-- EXERCISE DETAILS --
Type again, exactly, the lines below from the start through the line that includes "use pgp::crypto::hash::HashAlgorithm;".

-- INPUT DATA --
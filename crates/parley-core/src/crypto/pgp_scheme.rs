//! OpenPGP: one armored message, signed by the sender's primary key and
//! encrypted to the recipient's first subkey.

use super::{CryptoScheme, Sealed};
use crate::error::{Error, Result};
use pgp::crypto::hash::HashAlgorithm;
use pgp::crypto::sym::SymmetricKeyAlgorithm;
use pgp::{ArmorOptions, Deserializable, Message, SignedPublicKey, SignedSecretKey};
use rand::rngs::OsRng;
use zeroize::Zeroizing;

pub(crate) struct PgpScheme;

impl CryptoScheme for PgpScheme {
    type Private = SignedSecretKey;
    type Public = SignedPublicKey;

    fn encrypt_and_sign(
        self_private: &SignedSecretKey,
        peer_public: &SignedPublicKey,
        plaintext: &[u8],
    ) -> Result<Sealed> {
        let subkey = peer_public
            .public_subkeys
            .first()
            .ok_or_else(|| Error::InvalidKey("public key has no encryption subkey".into()))?;

        let armored = Message::new_literal_bytes("", plaintext)
            .sign(&mut OsRng, self_private, String::new, HashAlgorithm::SHA2_256)
            .map_err(|e| Error::Crypto(e.to_string()))?
            .encrypt_to_keys_seipdv1(&mut OsRng, SymmetricKeyAlgorithm::AES256, &[subkey])
            .map_err(|e| Error::Crypto(e.to_string()))?
            .to_armored_string(ArmorOptions::default())
            .map_err(|e| Error::Crypto(e.to_string()))?;

        Ok(Sealed {
            ciphertext: armored.into_bytes(),
            signature: Vec::new(),
        })
    }

    fn decrypt_and_verify(
        self_private: &SignedSecretKey,
        peer_public: &SignedPublicKey,
        ciphertext: &[u8],
        _signature: &[u8],
    ) -> Result<Zeroizing<Vec<u8>>> {
        let armored = std::str::from_utf8(ciphertext)
            .map_err(|e| Error::DecryptionFailed(e.to_string()))?;

        let (message, _headers) =
            Message::from_string(armored).map_err(|e| Error::DecryptionFailed(e.to_string()))?;

        let (mut message, _key_ids) = message
            .decrypt(String::new, &[self_private])
            .map_err(|e| Error::DecryptionFailed(e.to_string()))?;

        if let Message::Compressed(_) = message {
            message = message
                .decompress()
                .map_err(|e| Error::DecryptionFailed(e.to_string()))?;
        }

        message
            .verify(peer_public)
            .map_err(|e| Error::VerificationFailed(e.to_string()))?;

        message
            .get_content()
            .map_err(|e| Error::DecryptionFailed(e.to_string()))?
            .map(Zeroizing::new)
            .ok_or_else(|| Error::DecryptionFailed("message has no literal content".into()))
    }
}
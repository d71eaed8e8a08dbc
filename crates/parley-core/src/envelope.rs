//! Wire and out-of-band envelope formats.
//!
//! Byte fields travel as standard padded base64 strings inside JSON. A JSON
//! `null` for a byte field decodes as empty.
//!
//! ## Formats
//!
//! - [`SignedEnvelope`]: `base64(JSON{message, signature, pubkey})`, a single
//!   encrypted artifact plus the sender's public key, pasted by hand
//! - [`StartConversationWrapper`]: handshake offer or acknowledgement; the
//!   transportable token is `base64(JSON(wrapper))`, the `/bootstrap` body is
//!   the bare JSON
//! - [`MessageWrapper`]: `/message` body

use crate::crypto::{self, KeyPair, KeyType, PublicKey};
use crate::error::{Error, Result};
use base64::{engine::general_purpose::STANDARD as BASE64, Engine};
use serde::{Deserialize, Serialize};
use zeroize::Zeroizing;

mod base64_bytes {
    use super::{Engine, BASE64};
    use serde::{Deserialize, Deserializer, Serializer};

    pub fn serialize<S: Serializer>(bytes: &[u8], serializer: S) -> Result<S::Ok, S::Error> {
        serializer.serialize_str(&BASE64.encode(bytes))
    }

    pub fn deserialize<'de, D: Deserializer<'de>>(deserializer: D) -> Result<Vec<u8>, D::Error> {
        match Option::<String>::deserialize(deserializer)? {
            Some(s) => BASE64.decode(s).map_err(serde::de::Error::custom),
            None => Ok(Vec::new()),
        }
    }
}

/// Plaintext handshake payload, always sent encrypted and signed.
#[derive(Debug, Clone, PartialEq, Eq, Serialize, Deserialize)]
pub struct StartConversation {
    /// Onion address of the sender.
    pub address: String,
    /// The sender's session token.
    pub token: String,
}

/// Envelope around an encrypted [`StartConversation`].
#[derive(Debug, Clone, PartialEq, Eq, Serialize, Deserialize)]
pub struct StartConversationWrapper {
    /// Scheme tag, `rsa` or `pgp`.
    pub encryption_type: String,
    /// Conversation ID chosen by the initiator.
    pub id: String,
    /// Encrypted [`StartConversation`].
    #[serde(with = "base64_bytes", default)]
    pub auth: Vec<u8>,
    /// Detached signature; empty for PGP.
    #[serde(with = "base64_bytes", default)]
    pub signature: Vec<u8>,
}

impl StartConversationWrapper {
    /// Parse the scheme tag.
    pub fn key_type(&self) -> Result<KeyType> {
        self.encryption_type.parse()
    }

    /// JSON body for `/bootstrap`.
    pub fn to_json(&self) -> Result<Vec<u8>> {
        serde_json::to_vec(self).map_err(|e| Error::Encoding(e.to_string()))
    }

    /// Parse a `/bootstrap` body.
    pub fn from_json(body: &[u8]) -> Result<Self> {
        serde_json::from_slice(body).map_err(|e| Error::MalformedEnvelope(e.to_string()))
    }

    /// Transportable handshake token.
    pub fn to_token(&self) -> Result<String> {
        Ok(BASE64.encode(self.to_json()?))
    }

    /// Parse a handshake token. Surrounding whitespace is ignored.
    pub fn from_token(token: &str) -> Result<Self> {
        let json = BASE64
            .decode(token.trim())
            .map_err(|e| Error::MalformedEnvelope(e.to_string()))?;
        Self::from_json(&json)
    }
}

/// Envelope around an encrypted conversation message.
#[derive(Debug, Clone, PartialEq, Eq, Serialize, Deserialize)]
pub struct MessageWrapper {
    /// Encrypted message JSON.
    #[serde(with = "base64_bytes", default)]
    pub message: Vec<u8>,
    /// Detached signature; empty for PGP.
    #[serde(with = "base64_bytes", default)]
    pub signature: Vec<u8>,
    /// Conversation ID.
    pub id: String,
}

impl MessageWrapper {
    /// JSON body for `/message`.
    pub fn to_json(&self) -> Result<Vec<u8>> {
        serde_json::to_vec(self).map_err(|e| Error::Encoding(e.to_string()))
    }

    /// Parse a `/message` body.
    pub fn from_json(body: &[u8]) -> Result<Self> {
        serde_json::from_slice(body).map_err(|e| Error::MalformedEnvelope(e.to_string()))
    }
}

/// Ad-hoc envelope: one encrypted artifact plus the sender's public key text.
#[derive(Debug, Clone, Default, PartialEq, Eq, Serialize, Deserialize)]
pub struct SignedEnvelope {
    /// Ciphertext.
    #[serde(with = "base64_bytes", default)]
    pub message: Vec<u8>,
    /// Detached signature; empty for PGP.
    #[serde(with = "base64_bytes", default)]
    pub signature: Vec<u8>,
    /// Sender's public key text.
    #[serde(with = "base64_bytes", default)]
    pub pubkey: Vec<u8>,
}

impl SignedEnvelope {
    /// Encode as `base64(JSON)`.
    pub fn encode(&self) -> Result<String> {
        let json = serde_json::to_vec(self).map_err(|e| Error::Encoding(e.to_string()))?;
        Ok(BASE64.encode(json))
    }

    /// Exact inverse of [`SignedEnvelope::encode`].
    pub fn decode(text: &str) -> Result<Self> {
        let json = BASE64
            .decode(text.trim())
            .map_err(|e| Error::MalformedEnvelope(e.to_string()))?;
        serde_json::from_slice(&json).map_err(|e| Error::MalformedEnvelope(e.to_string()))
    }
}

/// Encrypt `text` for `recipient` and package it with the sender's public key.
pub fn seal_for(recipient: &PublicKey, sender: &KeyPair, text: &str) -> Result<String> {
    let sealed = crypto::encrypt_and_sign(sender.private_key(), recipient, text.as_bytes())?;
    SignedEnvelope {
        message: sealed.ciphertext,
        signature: sealed.signature,
        pubkey: sender.public_key().to_text()?.into_bytes(),
    }
    .encode()
}

/// Plaintext and sender key recovered by [`open_envelope`].
#[derive(Debug)]
pub struct OpenedEnvelope {
    /// Decrypted text.
    pub plaintext: Zeroizing<String>,
    /// The sender's public key as carried in the envelope.
    pub sender_public: PublicKey,
    /// The sender's public key text.
    pub sender_public_text: String,
}

/// Decode, decrypt and verify an envelope produced by [`seal_for`].
///
/// The embedded sender key is parsed with the recipient's scheme.
pub fn open_envelope(envelope: &str, recipient: &KeyPair) -> Result<OpenedEnvelope> {
    let envelope = SignedEnvelope::decode(envelope)?;

    let sender_public_text = String::from_utf8(envelope.pubkey)
        .map_err(|e| Error::MalformedEnvelope(e.to_string()))?;
    let sender_public = PublicKey::from_text(recipient.key_type(), &sender_public_text)?;

    let plaintext = crypto::decrypt_and_verify(
        recipient.private_key(),
        &sender_public,
        &envelope.message,
        &envelope.signature,
    )?;
    let plaintext = String::from_utf8(plaintext.to_vec())
        .map_err(|e| Error::MalformedEnvelope(e.to_string()))?;

    Ok(OpenedEnvelope {
        plaintext: Zeroizing::new(plaintext),
        sender_public,
        sender_public_text,
    })
}

#[cfg(test)]
mod tests {
    use super::*;
    use crate::test_support;

    #[test]
    fn test_signed_envelope_idempotence() {
        let cases = [
            SignedEnvelope::default(),
            SignedEnvelope {
                message: vec![0, 1, 2, 255],
                signature: Vec::new(),
                pubkey: b"-----BEGIN RSA PUBLIC KEY-----".to_vec(),
            },
            SignedEnvelope {
                message: vec![42; 1024],
                signature: vec![7; 512],
                pubkey: Vec::new(),
            },
        ];
        for env in cases {
            let decoded = SignedEnvelope::decode(&env.encode().expect("encode")).expect("decode");
            assert_eq!(decoded, env);
        }
    }

    #[test]
    fn test_wrapper_idempotence() {
        let start = StartConversationWrapper {
            encryption_type: "pgp".into(),
            id: "0d6f2a4c-6a0e-4a9f-9a59-2a3c2f9f0b11".into(),
            auth: b"armored".to_vec(),
            signature: Vec::new(),
        };
        let token = start.to_token().expect("token");
        assert_eq!(StartConversationWrapper::from_token(&token).expect("decode"), start);
        assert_eq!(
            StartConversationWrapper::from_token(&format!("  {}\n", token)).expect("decode"),
            start
        );

        let msg = MessageWrapper {
            message: vec![1, 2, 3],
            signature: vec![],
            id: String::new(),
        };
        assert_eq!(MessageWrapper::from_json(&msg.to_json().expect("json")).expect("parse"), msg);
    }

    #[test]
    fn test_wire_field_names() {
        let msg = MessageWrapper {
            message: b"hi".to_vec(),
            signature: Vec::new(),
            id: "abc".into(),
        };
        let json: serde_json::Value = serde_json::from_slice(&msg.to_json().expect("json")).expect("value");
        assert_eq!(json["message"], "aGk=");
        assert_eq!(json["signature"], "");
        assert_eq!(json["id"], "abc");

        // Go-style encoders write nil byte slices as null.
        let parsed = StartConversationWrapper::from_json(
            br#"{"encryption_type":"rsa","id":"x","auth":"aGk=","signature":null}"#,
        )
        .expect("parse");
        assert_eq!(parsed.auth, b"hi");
        assert!(parsed.signature.is_empty());
        assert_eq!(parsed.key_type().expect("tag"), KeyType::Rsa);
    }

    #[test]
    fn test_malformed_input_rejected() {
        assert!(matches!(SignedEnvelope::decode("***"), Err(Error::MalformedEnvelope(_))));
        assert!(matches!(
            SignedEnvelope::decode(&BASE64.encode(b"{not json")),
            Err(Error::MalformedEnvelope(_))
        ));
        assert!(matches!(
            SignedEnvelope::decode(&BASE64.encode(br#"{"message":"!!"}"#)),
            Err(Error::MalformedEnvelope(_))
        ));
        assert!(matches!(
            StartConversationWrapper::from_token("bm90IGpzb24="),
            Err(Error::MalformedEnvelope(_))
        ));
        assert!(matches!(MessageWrapper::from_json(b""), Err(Error::MalformedEnvelope(_))));

        let bad_tag = StartConversationWrapper {
            encryption_type: "dsa".into(),
            id: String::new(),
            auth: Vec::new(),
            signature: Vec::new(),
        };
        assert!(matches!(bad_tag.key_type(), Err(Error::InvalidKeyType(_))));
    }

    #[test]
    fn test_seal_for_open_envelope() {
        let alice = test_support::alice_rsa();
        let bob = test_support::bob_rsa();

        let envelope = seal_for(bob.public_key(), &alice, "meet at the usual place").expect("seal");
        let opened = open_envelope(&envelope, &bob).expect("open");

        assert_eq!(opened.plaintext.as_str(), "meet at the usual place");
        assert_eq!(opened.sender_public_text, alice.public_key().to_text().expect("export"));
        assert_eq!(opened.sender_public.key_type(), KeyType::Rsa);

        // Alice cannot read what she sent to Bob.
        assert!(open_envelope(&envelope, &alice).is_err());
    }

    #[test]
    fn test_open_envelope_rejects_swapped_pubkey() {
        let alice = test_support::alice_rsa();
        let bob = test_support::bob_rsa();

        let envelope = seal_for(bob.public_key(), &alice, "hi").expect("seal");
        let mut decoded = SignedEnvelope::decode(&envelope).expect("decode");
        decoded.pubkey = bob.public_key().to_text().expect("export").into_bytes();

        assert!(matches!(
            open_envelope(&decoded.encode().expect("encode"), &bob),
            Err(Error::VerificationFailed(_))
        ));
    }
}
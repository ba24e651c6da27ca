// SPDX-FileCopyrightText: 2026 Bruno Meilick
// SPDX-License-Identifier: LicenseRef-Fabflow-FreeUse-NoCopy-NoDerivatives
//
// All rights reserved.
//
// This file is part of Fabflow and is proprietary software.
// Unauthorized copying, modification, or distribution is prohibited.

//! SVG export of the current diagram view.
//!
//! The artifact is self-contained: XML declaration, doctype, an opaque white
//! background rectangle first, and the node/edge styling inlined so the file
//! renders identically outside the application.

use std::fmt::Write;

use super::RenderedDiagram;

const EXPORT_SCALE: f64 = 2.0;
const CELL_WIDTH: f64 = 10.0;
const CELL_HEIGHT: f64 = 20.0;

const STYLE_RULES: &str = "\
    .node rect { fill: #e3f2fd; stroke: #1976d2; stroke-width: 1px; }\n\
    .node text { fill: #1976d2; font-size: 12px; font-weight: 500; }\n\
    .node.main rect { fill: #0288d1; stroke: #0277bd; stroke-width: 2px; }\n\
    .node.main text { fill: #ffffff; }\n\
    .edge { stroke: #34495e; stroke-width: 2px; }\n\
    text { font-family: -apple-system, 'Segoe UI', Roboto, 'Helvetica Neue', Arial, sans-serif; text-anchor: middle; dominant-baseline: central; }";

/// Serializes a rendered diagram as a standalone SVG document at 2x scale.
pub fn export_svg(rendered: &RenderedDiagram) -> String {
    let (grid_width, grid_height) = rendered.size();
    let width = grid_width * CELL_WIDTH;
    let height = grid_height * CELL_HEIGHT;

    let mut svg = String::new();
    svg.push_str("<?xml version=\"1.0\" encoding=\"UTF-8\" standalone=\"no\"?>\n");
    svg.push_str(
        "<!DOCTYPE svg PUBLIC \"-//W3C//DTD SVG 1.1//EN\" \"http://www.w3.org/Graphics/SVG/1.1/DTD/svg11.dtd\">\n",
    );
    let _ = writeln!(
        svg,
        "<svg xmlns=\"http://www.w3.org/2000/svg\" viewBox=\"0 0 {width} {height}\" width=\"{}\" height=\"{}\">",
        width * EXPORT_SCALE,
        height * EXPORT_SCALE
    );
    svg.push_str("<rect width=\"100%\" height=\"100%\" fill=\"#FFFFFF\"/>\n");
    let _ = writeln!(svg, "<style>\n{STYLE_RULES}\n</style>");

    for (from, to) in rendered.edges() {
        let (Some(from_node), Some(to_node)) = (rendered.node(from), rendered.node(to)) else {
            continue;
        };
        let (from_x, from_y, from_w, from_h) = from_node.bounds();
        let (to_x, to_y, to_w, _) = to_node.bounds();
        let _ = writeln!(
            svg,
            "<line class=\"edge\" x1=\"{}\" y1=\"{}\" x2=\"{}\" y2=\"{}\"/>",
            (from_x + from_w / 2.0) * CELL_WIDTH,
            (from_y + from_h) * CELL_HEIGHT,
            (to_x + to_w / 2.0) * CELL_WIDTH,
            to_y * CELL_HEIGHT
        );
    }

    for node in rendered.nodes() {
        let (x, y, w, h) = node.bounds();
        let class = if node.highlighted() { "node main" } else { "node" };
        let _ = writeln!(
            svg,
            "<g class=\"{class}\"><rect x=\"{}\" y=\"{}\" width=\"{}\" height=\"{}\" rx=\"8\"/><text x=\"{}\" y=\"{}\">{}</text></g>",
            x * CELL_WIDTH,
            y * CELL_HEIGHT,
            w * CELL_WIDTH,
            h * CELL_HEIGHT,
            (x + w / 2.0) * CELL_WIDTH,
            (y + h / 2.0) * CELL_HEIGHT,
            xml_escape(node.label())
        );
    }

    svg.push_str("</svg>\n");
    svg
}

fn xml_escape(text: &str) -> String {
    let mut escaped = String::with_capacity(text.len());
    for ch in text.chars() {
        match ch {
            '&' => escaped.push_str("&amp;"),
            '<' => escaped.push_str("&lt;"),
            '>' => escaped.push_str("&gt;"),
            '"' => escaped.push_str("&quot;"),
            _ => escaped.push(ch),
        }
    }
    escaped
}

#[cfg(test)]
mod tests {
    use super::{export_svg, xml_escape};
    use crate::render::{DiagramRenderer, TextGridRenderer};

    #[test]
    fn exported_svg_is_standalone_with_a_white_background_first() {
        let rendered = TextGridRenderer::new()
            .render("graph TD\n    A[Etch & Rinse] --> B[Dry]\nclass A mainNode;\n")
            .expect("render");
        let svg = export_svg(&rendered);

        assert!(svg.starts_with("<?xml version=\"1.0\""));
        assert!(svg.contains("<!DOCTYPE svg"));

        let background = svg.find("fill=\"#FFFFFF\"").expect("background");
        let first_node = svg.find("<g class=").expect("node group");
        assert!(background < first_node);

        assert!(svg.contains("node main"));
        assert!(svg.contains("Etch &amp; Rinse"));
        assert!(svg.contains("<line class=\"edge\""));
        assert!(svg.trim_end().ends_with("</svg>"));
    }

    #[test]
    fn escaping_covers_markup_characters() {
        assert_eq!(xml_escape("a<b> & \"c\""), "a&lt;b&gt; &amp; &quot;c&quot;");
    }
}
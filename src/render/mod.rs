// SPDX-FileCopyrightText: 2026 Bruno Meilick
// SPDX-License-Identifier: LicenseRef-Fabflow-FreeUse-NoCopy-NoDerivatives
//
// All rights reserved.
//
// This file is part of Fabflow and is proprietary software.
// Unauthorized copying, modification, or distribution is prohibited.

//! Diagram rendering seam.
//!
//! The external renderer is a black box behind [`DiagramRenderer`]: flowchart
//! text in, markup plus per-node geometry out. [`adapter::DiagramView`] owns
//! everything around that seam (style preamble, node-identity registry, fit
//! transform, click resolution, SVG export). The built-in
//! [`TextGridRenderer`] is a plain text-grid implementation for the TUI;
//! layout quality is explicitly out of scope.

mod adapter;
mod svg;
mod text_grid;

use std::fmt;

use smol_str::SmolStr;

pub use adapter::{DiagramView, NodeInspection, CLICK_SLOP};
pub use svg::export_svg;
pub use text_grid::TextGridRenderer;

/// Rendering-library failure. Logged by the adapter; the previous view is
/// kept and no retry is attempted.
#[derive(Debug, Clone, PartialEq, Eq)]
pub struct RenderError {
    message: String,
}

impl RenderError {
    pub fn new(message: impl Into<String>) -> Self {
        Self {
            message: message.into(),
        }
    }

    pub fn message(&self) -> &str {
        &self.message
    }
}

impl fmt::Display for RenderError {
    fn fmt(&self, f: &mut fmt::Formatter<'_>) -> fmt::Result {
        write!(f, "diagram rendering failed: {}", self.message)
    }
}

impl std::error::Error for RenderError {}

/// Turns flowchart text into rendered markup with node geometry.
pub trait DiagramRenderer {
    fn render(&self, text: &str) -> Result<RenderedDiagram, RenderError>;
}

/// Geometry and current label of one rendered node. This registry entry is
/// the node-identity contract: stable identifier to current label, no
/// scraping of rendered output.
#[derive(Debug, Clone, PartialEq)]
pub struct RenderedNode {
    id: SmolStr,
    label: String,
    x: f64,
    y: f64,
    width: f64,
    height: f64,
    highlighted: bool,
}

impl RenderedNode {
    pub fn new(
        id: impl Into<SmolStr>,
        label: impl Into<String>,
        bounds: (f64, f64, f64, f64),
        highlighted: bool,
    ) -> Self {
        Self {
            id: id.into(),
            label: label.into(),
            x: bounds.0,
            y: bounds.1,
            width: bounds.2,
            height: bounds.3,
            highlighted,
        }
    }

    pub fn id(&self) -> &str {
        &self.id
    }

    pub fn label(&self) -> &str {
        &self.label
    }

    pub fn bounds(&self) -> (f64, f64, f64, f64) {
        (self.x, self.y, self.width, self.height)
    }

    pub fn highlighted(&self) -> bool {
        self.highlighted
    }

    pub fn contains(&self, content_point: (f64, f64)) -> bool {
        content_point.0 >= self.x
            && content_point.0 < self.x + self.width
            && content_point.1 >= self.y
            && content_point.1 < self.y + self.height
    }

    pub fn center(&self) -> (f64, f64) {
        (self.x + self.width / 2.0, self.y + self.height / 2.0)
    }
}

/// One rendered diagram: markup lines in content coordinates plus the node
/// registry and edge list.
#[derive(Debug, Clone, PartialEq)]
pub struct RenderedDiagram {
    width: f64,
    height: f64,
    lines: Vec<String>,
    nodes: Vec<RenderedNode>,
    edges: Vec<(SmolStr, SmolStr)>,
}

impl RenderedDiagram {
    pub fn new(
        width: f64,
        height: f64,
        lines: Vec<String>,
        nodes: Vec<RenderedNode>,
        edges: Vec<(SmolStr, SmolStr)>,
    ) -> Self {
        Self {
            width,
            height,
            lines,
            nodes,
            edges,
        }
    }

    pub fn size(&self) -> (f64, f64) {
        (self.width, self.height)
    }

    pub fn lines(&self) -> &[String] {
        &self.lines
    }

    pub fn nodes(&self) -> &[RenderedNode] {
        &self.nodes
    }

    pub fn edges(&self) -> &[(SmolStr, SmolStr)] {
        &self.edges
    }

    pub fn node(&self, id: &str) -> Option<&RenderedNode> {
        self.nodes.iter().find(|node| node.id() == id)
    }

    pub fn node_at(&self, content_point: (f64, f64)) -> Option<&RenderedNode> {
        self.nodes.iter().find(|node| node.contains(content_point))
    }
}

-- EXERCISE ANSWER --
filename crates/parley-core/src/crypto/pgp_scheme.rs
//! OpenPGP: one armored message, signed by the sender's primary key and
//! encrypted to the recipient's first subkey.

use super::{CryptoScheme, Sealed};
use crate::error::{Error, Result};
use pgp::crypto::hash::HashAlgorithm;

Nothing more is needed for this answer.